* **What is expected**: Report every line of the records below that contains the word "EventMeta".

* **Listed entries**:
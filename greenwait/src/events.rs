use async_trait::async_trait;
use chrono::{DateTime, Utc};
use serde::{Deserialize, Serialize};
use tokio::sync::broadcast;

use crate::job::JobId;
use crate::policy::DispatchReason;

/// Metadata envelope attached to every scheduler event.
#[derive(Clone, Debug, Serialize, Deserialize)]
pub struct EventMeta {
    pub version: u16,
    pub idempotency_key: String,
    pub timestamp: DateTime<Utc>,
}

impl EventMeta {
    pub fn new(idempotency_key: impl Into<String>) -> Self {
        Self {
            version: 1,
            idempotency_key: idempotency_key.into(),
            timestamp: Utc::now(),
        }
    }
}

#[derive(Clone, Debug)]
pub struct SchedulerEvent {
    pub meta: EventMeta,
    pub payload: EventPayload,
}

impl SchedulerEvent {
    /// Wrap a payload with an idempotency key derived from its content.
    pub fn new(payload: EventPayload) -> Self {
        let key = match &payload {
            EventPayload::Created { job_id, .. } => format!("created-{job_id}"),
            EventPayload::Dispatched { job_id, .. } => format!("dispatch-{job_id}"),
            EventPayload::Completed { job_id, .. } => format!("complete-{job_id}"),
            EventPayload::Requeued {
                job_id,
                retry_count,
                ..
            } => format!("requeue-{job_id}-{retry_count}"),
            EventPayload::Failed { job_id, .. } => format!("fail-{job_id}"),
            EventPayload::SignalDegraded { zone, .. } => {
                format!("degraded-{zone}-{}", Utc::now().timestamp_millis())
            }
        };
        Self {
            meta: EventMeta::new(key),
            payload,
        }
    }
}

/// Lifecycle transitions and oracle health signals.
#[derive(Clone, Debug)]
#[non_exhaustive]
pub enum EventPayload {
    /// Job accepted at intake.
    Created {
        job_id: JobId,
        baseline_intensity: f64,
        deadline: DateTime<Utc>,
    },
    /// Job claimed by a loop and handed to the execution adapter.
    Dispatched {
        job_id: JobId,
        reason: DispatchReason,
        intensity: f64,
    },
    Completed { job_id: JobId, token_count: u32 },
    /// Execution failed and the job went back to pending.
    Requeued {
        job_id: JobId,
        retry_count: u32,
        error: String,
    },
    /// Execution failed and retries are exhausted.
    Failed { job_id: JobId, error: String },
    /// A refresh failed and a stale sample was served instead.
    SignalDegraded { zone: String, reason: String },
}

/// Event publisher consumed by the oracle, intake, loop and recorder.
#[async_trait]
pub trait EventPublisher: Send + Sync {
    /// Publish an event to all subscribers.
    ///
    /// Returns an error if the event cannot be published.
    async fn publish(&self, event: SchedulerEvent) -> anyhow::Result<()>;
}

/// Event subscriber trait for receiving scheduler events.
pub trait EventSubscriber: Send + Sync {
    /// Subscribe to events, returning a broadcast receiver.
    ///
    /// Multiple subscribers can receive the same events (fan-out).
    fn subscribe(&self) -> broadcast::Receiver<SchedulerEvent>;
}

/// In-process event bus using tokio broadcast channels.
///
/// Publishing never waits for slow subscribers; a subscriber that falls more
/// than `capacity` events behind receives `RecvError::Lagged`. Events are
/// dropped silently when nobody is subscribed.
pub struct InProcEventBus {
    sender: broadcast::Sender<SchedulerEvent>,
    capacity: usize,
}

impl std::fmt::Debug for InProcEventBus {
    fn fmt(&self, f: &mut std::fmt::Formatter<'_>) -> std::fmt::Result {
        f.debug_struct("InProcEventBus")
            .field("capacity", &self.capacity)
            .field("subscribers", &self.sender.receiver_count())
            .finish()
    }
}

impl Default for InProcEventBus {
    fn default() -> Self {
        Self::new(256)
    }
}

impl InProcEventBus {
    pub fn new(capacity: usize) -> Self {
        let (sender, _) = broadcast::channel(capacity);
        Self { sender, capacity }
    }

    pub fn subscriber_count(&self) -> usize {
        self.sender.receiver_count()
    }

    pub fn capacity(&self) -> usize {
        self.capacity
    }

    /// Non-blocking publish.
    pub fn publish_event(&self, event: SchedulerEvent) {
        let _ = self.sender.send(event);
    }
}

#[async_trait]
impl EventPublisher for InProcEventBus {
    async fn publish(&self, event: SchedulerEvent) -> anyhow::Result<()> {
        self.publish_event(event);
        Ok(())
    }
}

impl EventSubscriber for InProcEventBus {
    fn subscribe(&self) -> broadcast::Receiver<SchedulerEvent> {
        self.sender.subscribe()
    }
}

* **Reply to the task**:
pub struct EventMeta {
impl EventMeta {
    pub meta: EventMeta,
            meta: EventMeta::new(key),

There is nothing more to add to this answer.